The Tax Publishers

Investment in Mutual Funds and Equity Linked Saving Schemes

1. Introduction

Mutual Fund is a pool of money collected from many persons and invested in tradable securities. The gains or losses arising out of such investments are distributed among the investors of the fund in proportion to their investments. A Mutual Fund is in a way an agent of the investors on behalf of whom it manages their funds to raise the returns and minimise the risks. Due to availability of large corpus, Mutual Funds diversify their investments through a careful selection of securities amongst several sectors of industries, companies and products. Such sort of selection is beyond the capacity of an individual investor. A mutual fund can effectively divide its investments across various sectors of the economy and amongst products of several companies. Even if one or two companies are not doing well the mutual fund would not suffer huge losses because it would have earned more profits through other companies. Similarly well managed mutual funds may have the expertise, time and resources, required, for selection of securities for the sake of investment. Thus, investing through mutual fund is convenient as also it is more beneficial. All investments carry risks, specially equity investments bear larger risks as their returns are more volatile and uncertain. To minimise the risk exposure, one should invest funds in several instruments which is not possible when investing directly with limited resources. Mutual funds, on the contrary, enjoys the economies of large-scale operations and thus spread the costs of portfolio management across the various schemes.

2. Schemes of mutual funds

A number of schemes have been floated by mutual funds in India. Now-a-days almost all the schemes have to be open-ended except fixed maturity plans.

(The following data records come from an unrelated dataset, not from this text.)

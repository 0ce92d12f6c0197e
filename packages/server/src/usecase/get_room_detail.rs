//! UseCase: 部屋詳細の取得（検査 API 用）

use std::sync::Arc;

use thiserror::Error;

use crate::domain::{ConnectionId, Member, RoomDirectory, RoomId};

/// 部屋詳細取得の失敗
#[derive(Debug, Clone, PartialEq, Eq, Error)]
pub enum GetRoomDetailError {
    #[error("room not found")]
    RoomNotFound,
}

/// 部屋 1 つ分の読み取り専用ビュー
#[derive(Debug, Clone, PartialEq)]
pub struct RoomDetail {
    pub id: RoomId,
    pub host: Option<ConnectionId>,
    pub members: Vec<Member>,
    pub pending_count: usize,
    pub object_count: usize,
    /// 作成時刻（Unix ミリ秒）
    pub created_at: i64,
}

/// 部屋詳細取得のユースケース
pub struct GetRoomDetailUseCase {
    /// RoomDirectory（部屋レジストリの抽象化）
    directory: Arc<dyn RoomDirectory>,
}

impl GetRoomDetailUseCase {
    /// 新しい GetRoomDetailUseCase を作成
    pub fn new(directory: Arc<dyn RoomDirectory>) -> Self {
        Self { directory }
    }

    /// 部屋詳細を取得
    pub async fn execute(&self, room_id: &RoomId) -> Result<RoomDetail, GetRoomDetailError> {
        let shared = self
            .directory
            .get(room_id)
            .await
            .ok_or(GetRoomDetailError::RoomNotFound)?;
        let room = shared.lock().await;
        Ok(RoomDetail {
            id: room.id().clone(),
            host: room.host().cloned(),
            members: room.members().to_vec(),
            pending_count: room.pending_count(),
            object_count: room.scene().len(),
            created_at: room.created_at(),
        })
    }
}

Where units are subject to regular repurchase with no fixed tenure, the scheme will be an open-ended scheme. These are funds in which one can invest at any time and can also withdraw at any time. Open ended funds do not have a fixed period of maturity. All the transactions of deposits and withdrawals are made at Net Asset Value (NAV) based prices. When money is deposited, a credit will get in the account for the money deposited being converted into a number of units at the prevailing purchase price. Similarly, when money is withdrawn the account will be debited with the amount withdrawn duly converted into a number of units at the effective sale price.